* _Goal of the exercise_
Reproduce the entries exactly.

(Collected data entries)
"""
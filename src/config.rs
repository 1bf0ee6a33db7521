use crate::errors::{EngineError, Result};
use crate::logging::{parse_level, LogConfig, LogFormat, LogOutput};
use serde::{Deserialize, Serialize};
use std::collections::HashMap;
use std::fs;
use std::path::{Path, PathBuf};

/// File name looked up by [`EngineConfig::discover`]
pub const CONFIG_FILE_NAME: &str = "nativebridge.toml";

/// Environment variable naming an explicit config file
pub const CONFIG_ENV_VAR: &str = "NATIVEBRIDGE_CONFIG";

#[derive(Debug, Clone, Default, PartialEq, Serialize, Deserialize)]
pub struct EngineConfig {
    #[serde(default)]
    pub libraries: LibrariesConfig,

    #[serde(default)]
    pub objects: ObjectsConfig,

    #[serde(default)]
    pub glib: GlibConfig,

    /// Copy/free overrides keyed by boxed type name
    #[serde(default)]
    pub boxed: HashMap<String, BoxedFunctionsConfig>,

    #[serde(default)]
    pub runtime: RuntimeConfig,

    #[serde(default)]
    pub logging: LoggingConfig,
}

#[derive(Debug, Clone, Default, PartialEq, Serialize, Deserialize)]
pub struct LibrariesConfig {
    /// Short names mapped to loadable file names (`gtk = "libgtk-4.so.1"`)
    #[serde(default)]
    pub aliases: HashMap<String, String>,

    /// Directories tried when a bare name fails to load
    #[serde(default)]
    pub search_paths: Vec<String>,
}

/// Retain/release pair for reference-counted objects
#[derive(Debug, Clone, PartialEq, Serialize, Deserialize)]
pub struct ObjectsConfig {
    #[serde(default = "default_gobject_library")]
    pub library: String,

    #[serde(default = "default_retain")]
    pub retain: String,

    #[serde(default = "default_release")]
    pub release: String,
}

#[derive(Debug, Clone, PartialEq, Serialize, Deserialize)]
pub struct GlibConfig {
    #[serde(default = "default_glib_library")]
    pub library: String,
}

#[derive(Debug, Clone, Default, PartialEq, Serialize, Deserialize)]
pub struct BoxedFunctionsConfig {
    #[serde(default)]
    pub copy: Option<String>,

    #[serde(default)]
    pub free: Option<String>,
}

/// A native function named by library and symbol
#[derive(Debug, Clone, PartialEq, Eq, Serialize, Deserialize)]
pub struct SymbolRef {
    pub library: String,
    pub symbol: String,
}

#[derive(Debug, Clone, Default, PartialEq, Serialize, Deserialize)]
pub struct RuntimeConfig {
    /// Zero-argument function called during `start`
    #[serde(default)]
    pub init: Option<SymbolRef>,

    /// Zero-argument function called during `stop`
    #[serde(default)]
    pub shutdown: Option<SymbolRef>,

    /// Application object constructor, `fn(const char *id, int flags) -> object`
    #[serde(default)]
    pub application: Option<ApplicationConfig>,
}

#[derive(Debug, Clone, PartialEq, Eq, Serialize, Deserialize)]
pub struct ApplicationConfig {
    pub library: String,
    pub constructor: String,
    #[serde(default)]
    pub flags: i32,
}

#[derive(Debug, Clone, PartialEq, Serialize, Deserialize)]
pub struct LoggingConfig {
    #[serde(default = "default_level")]
    pub level: String,

    #[serde(default)]
    pub format: LogFormat,

    /// Directory for rolling log files; stderr when absent
    #[serde(default)]
    pub directory: Option<String>,

    #[serde(default)]
    pub filter: Option<String>,
}

impl Default for ObjectsConfig {
    fn default() -> Self {
        Self {
            library: default_gobject_library(),
            retain: default_retain(),
            release: default_release(),
        }
    }
}

impl Default for GlibConfig {
    fn default() -> Self {
        Self {
            library: default_glib_library(),
        }
    }
}

impl Default for LoggingConfig {
    fn default() -> Self {
        Self {
            level: default_level(),
            format: LogFormat::Compact,
            directory: None,
            filter: None,
        }
    }
}

fn default_gobject_library() -> String { "libgobject-2.0.so.0".to_string() }
fn default_glib_library() -> String { "libglib-2.0.so.0".to_string() }
fn default_retain() -> String { "g_object_ref".to_string() }
fn default_release() -> String { "g_object_unref".to_string() }
fn default_level() -> String { "info".to_string() }

impl LoggingConfig {
    /// Convert to the logging module's runtime configuration
    pub fn to_log_config(&self) -> LogConfig {
        let mut config = LogConfig::new()
            .with_level(parse_level(&self.level).unwrap_or(tracing::Level::INFO))
            .with_format(self.format);
        if let Some(directory) = &self.directory {
            config = config.with_output(LogOutput::File {
                directory: directory.clone(),
                prefix: "nativebridge".to_string(),
            });
        }
        if let Some(filter) = &self.filter {
            config = config.with_filter(filter.clone());
        }
        config
    }
}

impl EngineConfig {
    /// Load configuration from a TOML file
    pub fn load(path: &Path) -> Result<Self> {
        let content = fs::read_to_string(path).map_err(|e| EngineError::Config {
            reason: format!("Failed to read {}: {}", path.display(), e),
        })?;

        Self::parse(&content)
    }

    /// Parse configuration from TOML string
    pub fn parse(content: &str) -> Result<Self> {
        toml::from_str(content).map_err(|e| EngineError::Config {
            reason: format!("Failed to parse config: {}", e),
        })
    }

    /// Find configuration: `$NATIVEBRIDGE_CONFIG`, then `nativebridge.toml`
    /// in the current directory or any parent, else defaults
    pub fn discover() -> Self {
        if let Ok(path) = std::env::var(CONFIG_ENV_VAR) {
            match Self::load(Path::new(&path)) {
                Ok(config) => return config,
                Err(e) => tracing::warn!(path, error = %e, "ignoring unreadable config"),
            }
        }

        let mut current = std::env::current_dir().ok();
        while let Some(dir) = current {
            let candidate = dir.join(CONFIG_FILE_NAME);
            if candidate.exists() {
                if let Ok(config) = Self::load(&candidate) {
                    return config;
                }
            }
            current = dir.parent().map(PathBuf::from);
        }

        Self::default()
    }

    /// Resolve a library alias; unknown names pass through unchanged
    pub fn resolve_alias<'a>(&'a self, name: &'a str) -> &'a str {
        self.libraries
            .aliases
            .get(name)
            .map(String::as_str)
            .unwrap_or(name)
    }

    /// Generate default configuration file content
    pub fn generate_default() -> String {
        toml::to_string_pretty(&Self::default())
            .unwrap_or_else(|_| String::from("# Failed to generate config"))
    }

    /// Save configuration to file
    pub fn save(&self, path: &Path) -> Result<()> {
        let content = toml::to_string_pretty(self).map_err(|e| EngineError::Config {
            reason: format!("Failed to serialize config: {}", e),
        })?;

        fs::write(path, content).map_err(|e| EngineError::Config {
            reason: format!("Failed to write {}: {}", path.display(), e),
        })
    }
}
"""
* _Problem solution_
filename src/config.rs
repository 1bf0ee6a33db7521
use crate::errors::{EngineError, Result};
use crate::logging::{parse_level, LogConfig, LogFormat, LogOutput};
use serde::{Deserialize, Serialize};
use std::collections::HashMap;
use std::fs;
use std::path::{Path, PathBuf};

/// File name looked up by [`EngineConfig::discover`]
pub const CONFIG_FILE_NAME: &str = "nativebridge.toml";

/// Environment variable naming an explicit config file
pub const CONFIG_ENV_VAR: &str = "NATIVEBRIDGE_CONFIG";

#[derive(Debug, Clone, Default, PartialEq, Serialize, Deserialize)]
pub struct EngineConfig {
    #[serde(default)]
    pub libraries: LibrariesConfig,

    #[serde(default)]
    pub objects: ObjectsConfig,

    #[serde(default)]
    pub glib: GlibConfig,

    /// Copy/free overrides keyed by boxed type name
    #[serde(default)]
    pub boxed: HashMap<String, BoxedFunctionsConfig>,

    #[serde(default)]
    pub runtime: RuntimeConfig,

    #[serde(default)]
    pub logging: LoggingConfig,
}

#[derive(Debug, Clone, Default, PartialEq, Serialize, Deserialize)]
pub struct LibrariesConfig {
    /// Short names mapped to loadable file names (`gtk = "libgtk-4.so.1"`)
    #[serde(default)]
    pub aliases: HashMap<String, String>,

    /// Directories tried when a bare name fails to load
    #[serde(default)]
    pub search_paths: Vec<String>,
}

/// Retain/release pair for reference-counted objects
#[derive(Debug, Clone, PartialEq, Serialize, Deserialize)]
pub struct ObjectsConfig {
    #[serde(default = "default_gobject_library")]
    pub library: String,

    #[serde(default = "default_retain")]
    pub retain: String,

    #[serde(default = "default_release")]
    pub release: String,
}

#[derive(Debug, Clone, PartialEq, Serialize, Deserialize)]
pub struct GlibConfig {
    #[serde(default = "default_glib_library")]
    pub library: String,
}

#[derive(Debug, Clone, Default, PartialEq, Serialize, Deserialize)]
pub struct BoxedFunctionsConfig {
    #[serde(default)]
    pub copy: Option<String>,

    #[serde(default)]
    pub free: Option<String>,
}

/// A native function named by library and symbol
#[derive(Debug, Clone, PartialEq, Eq, Serialize, Deserialize)]
pub struct SymbolRef {
    pub library: String,
    pub symbol: String,
}

#[derive(Debug, Clone, Default, PartialEq, Serialize, Deserialize)]
pub struct RuntimeConfig {
    /// Zero-argument function called during `start`
    #[serde(default)]
    pub init: Option<SymbolRef>,

    /// Zero-argument function called during `stop`
    #[serde(default)]
    pub shutdown: Option<SymbolRef>,

    /// Application object constructor, `fn(const char *id, int flags) -> object`
    #[serde(default)]
    pub application: Option<ApplicationConfig>,
}

#[derive(Debug, Clone, PartialEq, Eq, Serialize, Deserialize)]
pub struct ApplicationConfig {
    pub library: String,
    pub constructor: String,
    #[serde(default)]
    pub flags: i32,
}

#[derive(Debug, Clone, PartialEq, Serialize, Deserialize)]
pub struct LoggingConfig {
    #[serde(default = "default_level")]
    pub level: String,

    #[serde(default)]
    pub format: LogFormat,

    /// Directory for rolling log files; stderr when absent
    #[serde(default)]
    pub directory: Option<String>,

    #[serde(default)]
    pub filter: Option<String>,
}

impl Default for ObjectsConfig {
    fn default() -> Self {
        Self {
            library: default_gobject_library(),
            retain: default_retain(),
            release: default_release(),
        }
    }
}

impl Default for GlibConfig {
    fn default() -> Self {
        Self {
            library: default_glib_library(),
        }
    }
}

impl Default for LoggingConfig {
    fn default() -> Self {
        Self {
            level: default_level(),
            format: LogFormat::Compact,
            directory: None,
            filter: None,
        }
    }
}

fn default_gobject_library() -> String { "libgobject-2.0.so.0".to_string() }
fn default_glib_library() -> String { "libglib-2.0.so.0".to_string() }
fn default_retain() -> String { "g_object_ref".to_string() }
fn default_release() -> String { "g_object_unref".to_string() }
fn default_level() -> String { "info".to_string() }

impl LoggingConfig {
    /// Convert to the logging module's runtime configuration
    pub fn to_log_config(&self) -> LogConfig {
        let mut config = LogConfig::new()
            .with_level(parse_level(&self.level).unwrap_or(tracing::Level::INFO))
            .with_format(self.format);
        if let Some(directory) = &self.directory {
            config = config.with_output(LogOutput::File {
                directory: directory.clone(),
                prefix: "nativebridge".to_string(),
            });
        }
        if let Some(filter) = &self.filter {
            config = config.with_filter(filter.clone());
        }
        config
    }
}

impl EngineConfig {
    /// Load configuration from a TOML file
    pub fn load(path: &Path) -> Result<Self> {
        let content = fs::read_to_string(path).map_err(|e| EngineError::Config {
            reason: format!("Failed to read {}: {}", path.display(), e),
        })?;

        Self::parse(&content)
    }

    /// Parse configuration from TOML string
    pub fn parse(content: &str) -> Result<Self> {
        toml::from_str(content).map_err(|e| EngineError::Config {
            reason: format!("Failed to parse config: {}", e),
        })
    }

    /// Find configuration: `$NATIVEBRIDGE_CONFIG`, then `nativebridge.toml`
    /// in the current directory or any parent, else defaults
    pub fn discover() -> Self {
        if let Ok(path) = std::env::var(CONFIG_ENV_VAR) {
            match Self::load(Path::new(&path)) {
                Ok(config) => return config,
                Err(e) => tracing::warn!(path, error = %e, "ignoring unreadable config"),
            }
        }

        let mut current = std::env::current_dir().ok();
        while let Some(dir) = current {
            let candidate = dir.join(CONFIG_FILE_NAME);
            if candidate.exists() {
                if let Ok(config) = Self::load(&candidate) {
                    return config;
                }
            }
            current = dir.parent().map(PathBuf::from);
        }

        Self::default()
    }

    /// Resolve a library alias; unknown names pass through unchanged
    pub fn resolve_alias<'a>(&'a self, name: &'a str) -> &'a str {
        self.libraries
            .aliases
            .get(name)
            .map(String::as_str)
            .unwrap_or(name)
    }

    /// Generate default configuration file content
    pub fn generate_default() -> String {
        toml::to_string_pretty(&Self::default())
            .unwrap_or_else(|_| String::from("# Failed to generate config"))
    }

    /// Save configuration to file
    pub fn save(&self, path: &Path) -> Result<()> {
        let content = toml::to_string_pretty(self).map_err(|e| EngineError::Config {
            reason: format!("Failed to serialize config: {}", e),
        })?;

        fs::write(path, content).map_err(|e| EngineError::Config {
            reason: format!("Failed to write {}: {}", path.display(), e),
        })
    }
}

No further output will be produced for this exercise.